I gouged twenty dollars out of her—for expenses.

  2

  The Arbogast I wanted was John D. Arbogast and he had an office on Sunset near Ivar. I called him up from a phone booth. The voice that answered was fat. It wheezed softly, like the voice of a man who had just won a pie-eating contest.

  “Mr. John D. Arbogast?”

  “Yeah.”

  “This is Philip Marlowe, a private detective working on a case you did some experting on. Party named Jeeter.”

  “Yeah?”

  “Can I come up and talk to you about it—after I eat lunch?”

  “Yeah.” He hung up. I decided he was not a talkative man.

  I had lunch and drove out there. It was east of Ivar, an old two-story building faced with brick which had been painted recently. The street floor was stores and a restaurant. The building entrance was the foot of a wide straight stairway to the second floor. On the directory at the bottom I read: John D. Arbogast, Suite 212. I went up the stairs and found myself in a wide straight hall that ran parallel with the street. A man in a smock was standing in an open doorway down to my right. He wore a round mirror strapped to his forehead and pushed back, and his face had a puzzled expression. He went back to his office and shut the door.

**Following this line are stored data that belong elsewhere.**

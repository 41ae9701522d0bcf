//! Cluster-wide metadata
//!
//! Index metadata, templates, and the virtual index reference map
//! (virtual index name -> names of the physical indices sharing it).

use serde::{Deserialize, Serialize};
use std::collections::{BTreeMap, BTreeSet};

use crate::{IndexMetadata, IndexTemplateMetadata, UNKNOWN_UUID};

/// Cluster metadata
#[derive(Debug, Clone, PartialEq, Serialize, Deserialize)]
pub struct Metadata {
    cluster_uuid: String,
    version: u64,
    #[serde(default)]
    indices: BTreeMap<String, IndexMetadata>,
    #[serde(default)]
    templates: BTreeMap<String, IndexTemplateMetadata>,
    /// Derived from `indices` on every build
    #[serde(default)]
    virtual_refs: BTreeMap<String, BTreeSet<String>>,
}

impl Default for Metadata {
    fn default() -> Self {
        Self {
            cluster_uuid: UNKNOWN_UUID.to_string(),
            version: 0,
            indices: BTreeMap::new(),
            templates: BTreeMap::new(),
            virtual_refs: BTreeMap::new(),
        }
    }
}

impl Metadata {
    pub fn builder() -> MetadataBuilder {
        Metadata::default().to_builder()
    }

    /// Start building a modified copy of this metadata
    pub fn to_builder(&self) -> MetadataBuilder {
        MetadataBuilder {
            cluster_uuid: self.cluster_uuid.clone(),
            version: self.version,
            indices: self.indices.clone(),
            templates: self.templates.clone(),
        }
    }

    pub fn cluster_uuid(&self) -> &str {
        &self.cluster_uuid
    }

    pub fn version(&self) -> u64 {
        self.version
    }

    pub fn indices(&self) -> &BTreeMap<String, IndexMetadata> {
        &self.indices
    }

    pub fn index(&self, name: &str) -> Option<&IndexMetadata> {
        self.indices.get(name)
    }

    pub fn has_index(&self, name: &str) -> bool {
        self.indices.contains_key(name)
    }

    /// Check if any index carries an alias with this name
    pub fn has_alias(&self, alias: &str) -> bool {
        self.indices.values().any(|imd| imd.aliases().contains_key(alias))
    }

    pub fn templates(&self) -> &BTreeMap<String, IndexTemplateMetadata> {
        &self.templates
    }

    /// Physical indices referencing a virtual index
    pub fn referencing_indices(&self, virtual_index: &str) -> impl Iterator<Item = &str> {
        self.virtual_refs
            .get(virtual_index)
            .into_iter()
            .flat_map(|names| names.iter().map(String::as_str))
    }

    /// Total shard copies of all open, non-virtual indices
    pub fn total_open_shard_copies(&self) -> u64 {
        self.indices
            .values()
            .filter(|imd| imd.state() == crate::IndexState::Open && !imd.is_virtual())
            .map(IndexMetadata::total_shard_copies)
            .sum()
    }
}

/// Metadata builder
#[derive(Debug, Clone)]
pub struct MetadataBuilder {
    cluster_uuid: String,
    version: u64,
    indices: BTreeMap<String, IndexMetadata>,
    templates: BTreeMap<String, IndexTemplateMetadata>,
}

impl MetadataBuilder {
    /// Add or replace an index
    pub fn put(mut self, index: IndexMetadata) -> Self {
        self.indices.insert(index.name().to_string(), index);
        self
    }

    pub fn remove(mut self, name: &str) -> Self {
        self.indices.remove(name);
        self
    }

    pub fn put_template(mut self, template: IndexTemplateMetadata) -> Self {
        self.templates.insert(template.name.clone(), template);
        self
    }

    /// Assign a cluster uuid if none has been assigned yet
    pub fn generate_cluster_uuid_if_needed(mut self) -> Self {
        if self.cluster_uuid == UNKNOWN_UUID {
            self.cluster_uuid = uuid::Uuid::new_v4().to_string();
        }
        self
    }

    pub fn index(&self, name: &str) -> Option<&IndexMetadata> {
        self.indices.get(name)
    }

    /// Build metadata, bumping the version and recomputing virtual references
    pub fn build(self) -> Metadata {
        let mut virtual_refs: BTreeMap<String, BTreeSet<String>> = BTreeMap::new();
        for imd in self.indices.values() {
            if imd.is_virtual() {
                continue;
            }
            if let Some(virtual_index) = imd.virtual_index() {
                virtual_refs
                    .entry(virtual_index.to_string())
                    .or_default()
                    .insert(imd.name().to_string());
            }
        }

        Metadata {
            cluster_uuid: self.cluster_uuid,
            version: self.version + 1,
            indices: self.indices,
            templates: self.templates,
            virtual_refs,
        }
    }
}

  I went the other way, about half the distance along the hall. A door on the side away from Sunset was lettered: JOHN D. ARBOGAST, EXAMINER OF QUESTIONED DOCUMENTS. PRIVATE INVESTIGATOR. ENTER. The door opened without resistance onto a small windowless anteroom with a couple of easy chairs, some magazines, two chromium smoking stands. There were two floor lamps and a ceiling fixture, all lighted. A door on the other side of the cheap but thick new rug was lettered: JOHN D. ARBOGAST, EXAMINER OF QUESTIONED DOCUMENTS. PRIVATE.

  A buzzer had rung when I opened the outer door and gone on ringing until it closed. Nothing happened. Nobody was in the waiting room. The inner door didn’t open. I went over and listened at the panel—no sound of conversation inside. I knocked. That didn’t buy me anything either. I tried the knob. It turned, so I opened the door and went in.

  This room had two north windows, both curtained at the sides and both shut tight. There was dust on the sills. There was a desk, two filing cases, a carpet which was just a carpet, and walls which were just walls. To the left another door with a glass panel was lettered: JOHN D. ARBOGAST. LABORATORY. PRIVATE.

  I had an idea I might be able to remember the name.

  The room in which I stood was small. It seemed almost too small even for the pudgy hand that rested on the edge of the desk, motionless, holding a fat pencil like a carpenter’s pencil. The hand had a wrist, hairless as a plate. A buttoned shirt cuff, not too clean, came down out of a coat sleeve. The rest of the sleeve dropped over the far edge of the desk out of sight. The desk was less than six feet long, so he couldn’t have been a very tall man. The hand and the ends of the sleeves were all I saw of him from where I stood. I went quietly back through the anteroom and fixed its door so that it couldn’t be opened from the outside and put out the three lights and went back to the private office. I went around an end of the desk.

  He was fat all right, enormously fat, fatter by far than Anna Halsey. His face, what I could see of it, looked about the size of a basket ball. It had a pleasant pinkness, even now. He was kneeling on the floor. He had his large head against the sharp inner corner of the kneehole of the desk, and his left hand was flat on the floor with a piece of yellow paper under it. The fingers were outspread as much as such fat fingers could be, and the yellow paper showed between. He looked as if he were pushing hard on the floor, but he wasn’t really. What was holding him up was his own fat. His body was folded down against his enormous thighs, and the thickness and fatness of them held him that way, kneeling, poised solid. It would have taken a couple of good blocking backs to knock him over. That wasn’t a very nice idea at the moment, but I had it just the same. I took time out and wiped the back of my neck, although it was not a warm day.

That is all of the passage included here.